[Saved data entries]
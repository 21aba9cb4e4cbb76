//! Monthly relative-momentum signal between two assets.
//!
//! Momentum is sampled on month-end dates. The raw decision at month-end `m`
//! uses only prices observed up to `m`; the lagged series shifts every
//! decision forward one sample so that the choice made at `m` governs the
//! period ending at `m+1`. Backtest and execution consume the lagged series.

use crate::domain::calendar::month_end_dates;
use crate::domain::error::DualmomError;
use crate::domain::momentum::momentum;
use crate::domain::price::AlignedPrices;
use chrono::NaiveDate;
use tracing::debug;

#[derive(Debug, Clone, Copy, PartialEq, Eq, Hash)]
pub enum Leg {
    A,
    B,
}

/// The two tradable symbols. Order matters: ties resolve to `b`.
#[derive(Debug, Clone, PartialEq, Eq)]
pub struct AssetPair {
    pub a: String,
    pub b: String,
}

impl AssetPair {
    pub fn new(a: impl Into<String>, b: impl Into<String>) -> Self {
        Self {
            a: a.into(),
            b: b.into(),
        }
    }

    pub fn symbol(&self, leg: Leg) -> &str {
        match leg {
            Leg::A => &self.a,
            Leg::B => &self.b,
        }
    }

    pub fn leg_of(&self, symbol: &str) -> Option<Leg> {
        if symbol == self.a {
            Some(Leg::A)
        } else if symbol == self.b {
            Some(Leg::B)
        } else {
            None
        }
    }

    pub fn contains(&self, symbol: &str) -> bool {
        self.leg_of(symbol).is_some()
    }

    pub fn symbols(&self) -> [&str; 2] {
        [self.a.as_str(), self.b.as_str()]
    }
}

/// Tie policy: A only when its momentum is strictly greater, otherwise B.
/// Undefined momentum on either side yields no decision.
pub fn choose(momentum_a: Option<f64>, momentum_b: Option<f64>) -> Option<Leg> {
    match (momentum_a, momentum_b) {
        (Some(a), Some(b)) if a > b => Some(Leg::A),
        (Some(_), Some(_)) => Some(Leg::B),
        _ => None,
    }
}

#[derive(Debug, Clone, Copy, PartialEq)]
pub struct SignalPoint {
    pub date: NaiveDate,
    pub choice: Option<Leg>,
    pub momentum_a: Option<f64>,
    pub momentum_b: Option<f64>,
}

#[derive(Debug, Clone)]
pub struct Signal {
    pub pair: AssetPair,
    /// Decision observed at each month-end, not yet actionable.
    pub raw: Vec<SignalPoint>,
    /// Decision applicable to each month-end: the previous sample's raw choice.
    pub lagged: Vec<SignalPoint>,
}

impl Signal {
    pub fn compute(
        prices: &AlignedPrices,
        pair: &AssetPair,
        lookback: usize,
    ) -> Result<Self, DualmomError> {
        let mom_a = momentum(column(prices, &pair.a)?, lookback);
        let mom_b = momentum(column(prices, &pair.b)?, lookback);

        let mut ends = month_end_dates(&prices.dates).into_iter().peekable();
        let mut raw = Vec::new();
        for (row, &date) in prices.dates.iter().enumerate() {
            if ends.peek() != Some(&date) {
                continue;
            }
            ends.next();
            raw.push(SignalPoint {
                date,
                choice: choose(mom_a[row], mom_b[row]),
                momentum_a: mom_a[row],
                momentum_b: mom_b[row],
            });
        }

        let lagged = lag(&raw);

        if let (Some(first), Some(last)) = (
            raw.iter().find(|p| p.choice.is_some()),
            raw.iter().rev().find(|p| p.choice.is_some()),
        ) {
            debug!(first = %first.date, last = %last.date, "raw decisions available");
        }

        Ok(Self {
            pair: pair.clone(),
            raw,
            lagged,
        })
    }

    /// Latest lagged point dated on or before `date`.
    pub fn lagged_as_of(&self, date: NaiveDate) -> Option<&SignalPoint> {
        self.lagged.iter().rev().find(|p| p.date <= date)
    }

    pub fn first_actionable(&self) -> Option<&SignalPoint> {
        self.lagged.iter().find(|p| p.choice.is_some())
    }

    pub fn last_actionable(&self) -> Option<&SignalPoint> {
        self.lagged.iter().rev().find(|p| p.choice.is_some())
    }

    pub fn symbol_of(&self, point: &SignalPoint) -> Option<&str> {
        point.choice.map(|leg| self.pair.symbol(leg))
    }
}

fn column<'a>(prices: &'a AlignedPrices, symbol: &str) -> Result<&'a [Option<f64>], DualmomError> {
    prices
        .column(symbol)
        .ok_or_else(|| DualmomError::DataUnavailable {
            symbol: symbol.to_string(),
            start: prices.dates.first().map(|d| d.to_string()).unwrap_or_default(),
            end: prices.dates.last().map(|d| d.to_string()).unwrap_or_default(),
        })
}

/// Shift decisions forward by one sample. Each lagged point keeps its own
/// date but carries the choice and momentum of the sample it came from.
fn lag(raw: &[SignalPoint]) -> Vec<SignalPoint> {
    raw.iter()
        .enumerate()
        .map(|(i, point)| match i.checked_sub(1).map(|prev| &raw[prev]) {
            Some(source) => SignalPoint {
                date: point.date,
                ..*source
            },
            None => SignalPoint {
                date: point.date,
                choice: None,
                momentum_a: None,
                momentum_b: None,
            },
        })
        .collect()
}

◆ **TASK BRIEF**
The records above must be set down again exactly as written.

◆ **RESULT OF THIS TASK**
repository 21aba9cb4e4cbb76
//! Monthly relative-momentum signal between two assets.
//!
//! Momentum is sampled on month-end dates. The raw decision at month-end `m`
//! uses only prices observed up to `m`; the lagged series shifts every
//! decision forward one sample so that the choice made at `m` governs the
//! period ending at `m+1`. Backtest and execution consume the lagged series.

use crate::domain::calendar::month_end_dates;
use crate::domain::error::DualmomError;
use crate::domain::momentum::momentum;
use crate::domain::price::AlignedPrices;
use chrono::NaiveDate;
use tracing::debug;

#[derive(Debug, Clone, Copy, PartialEq, Eq, Hash)]
pub enum Leg {
    A,
    B,
}

/// The two tradable symbols. Order matters: ties resolve to `b`.
#[derive(Debug, Clone, PartialEq, Eq)]
pub struct AssetPair {
    pub a: String,
    pub b: String,
}

impl AssetPair {
    pub fn new(a: impl Into<String>, b: impl Into<String>) -> Self {
        Self {
            a: a.into(),
            b: b.into(),
        }
    }

    pub fn symbol(&self, leg: Leg) -> &str {
        match leg {
            Leg::A => &self.a,
            Leg::B => &self.b,
        }
    }

    pub fn leg_of(&self, symbol: &str) -> Option<Leg> {
        if symbol == self.a {
            Some(Leg::A)
        } else if symbol == self.b {
            Some(Leg::B)
        } else {
            None
        }
    }

    pub fn contains(&self, symbol: &str) -> bool {
        self.leg_of(symbol).is_some()
    }

    pub fn symbols(&self) -> [&str; 2] {
        [self.a.as_str(), self.b.as_str()]
    }
}

/// Tie policy: A only when its momentum is strictly greater, otherwise B.
/// Undefined momentum on either side yields no decision.
pub fn choose(momentum_a: Option<f64>, momentum_b: Option<f64>) -> Option<Leg> {
    match (momentum_a, momentum_b) {
        (Some(a), Some(b)) if a > b => Some(Leg::A),
        (Some(_), Some(_)) => Some(Leg::B),
        _ => None,
    }
}

#[derive(Debug, Clone, Copy, PartialEq)]
pub struct SignalPoint {
    pub date: NaiveDate,
    pub choice: Option<Leg>,
    pub momentum_a: Option<f64>,
    pub momentum_b: Option<f64>,
}

#[derive(Debug, Clone)]
pub struct Signal {
    pub pair: AssetPair,
    /// Decision observed at each month-end, not yet actionable.
    pub raw: Vec<SignalPoint>,
    /// Decision applicable to each month-end: the previous sample's raw choice.
    pub lagged: Vec<SignalPoint>,
}

impl Signal {
    pub fn compute(
        prices: &AlignedPrices,
        pair: &AssetPair,
        lookback: usize,
    ) -> Result<Self, DualmomError> {
        let mom_a = momentum(column(prices, &pair.a)?, lookback);
        let mom_b = momentum(column(prices, &pair.b)?, lookback);

        let mut ends = month_end_dates(&prices.dates).into_iter().peekable();
        let mut raw = Vec::new();
        for (row, &date) in prices.dates.iter().enumerate() {
            if ends.peek() != Some(&date) {
                continue;
            }
            ends.next();
            raw.push(SignalPoint {
                date,
                choice: choose(mom_a[row], mom_b[row]),
                momentum_a: mom_a[row],
                momentum_b: mom_b[row],
            });
        }

        let lagged = lag(&raw);

        if let (Some(first), Some(last)) = (
            raw.iter().find(|p| p.choice.is_some()),
            raw.iter().rev().find(|p| p.choice.is_some()),
        ) {
            debug!(first = %first.date, last = %last.date, "raw decisions available");
        }

        Ok(Self {
            pair: pair.clone(),
            raw,
            lagged,
        })
    }

    /// Latest lagged point dated on or before `date`.
    pub fn lagged_as_of(&self, date: NaiveDate) -> Option<&SignalPoint> {
        self.lagged.iter().rev().find(|p| p.date <= date)
    }

    pub fn first_actionable(&self) -> Option<&SignalPoint> {
        self.lagged.iter().find(|p| p.choice.is_some())
    }

    pub fn last_actionable(&self) -> Option<&SignalPoint> {
        self.lagged.iter().rev().find(|p| p.choice.is_some())
    }

    pub fn symbol_of(&self, point: &SignalPoint) -> Option<&str> {
        point.choice.map(|leg| self.pair.symbol(leg))
    }
}

fn column<'a>(prices: &'a AlignedPrices, symbol: &str) -> Result<&'a [Option<f64>], DualmomError> {
    prices
        .column(symbol)
        .ok_or_else(|| DualmomError::DataUnavailable {
            symbol: symbol.to_string(),
            start: prices.dates.first().map(|d| d.to_string()).unwrap_or_default(),
            end: prices.dates.last().map(|d| d.to_string()).unwrap_or_default(),
        })
}

/// Shift decisions forward by one sample. Each lagged point keeps its own
/// date but carries the choice and momentum of the sample it came from.
fn lag(raw: &[SignalPoint]) -> Vec<SignalPoint> {
    raw.iter()
        .enumerate()
        .map(|(i, point)| match i.checked_sub(1).map(|prev| &raw[prev]) {
            Some(source) => SignalPoint {
                date: point.date,
                ..*source
            },
            None => SignalPoint {
                date: point.date,
                choice: None,
                momentum_a: None,
                momentum_b: None,
            },
        })
        .collect()
}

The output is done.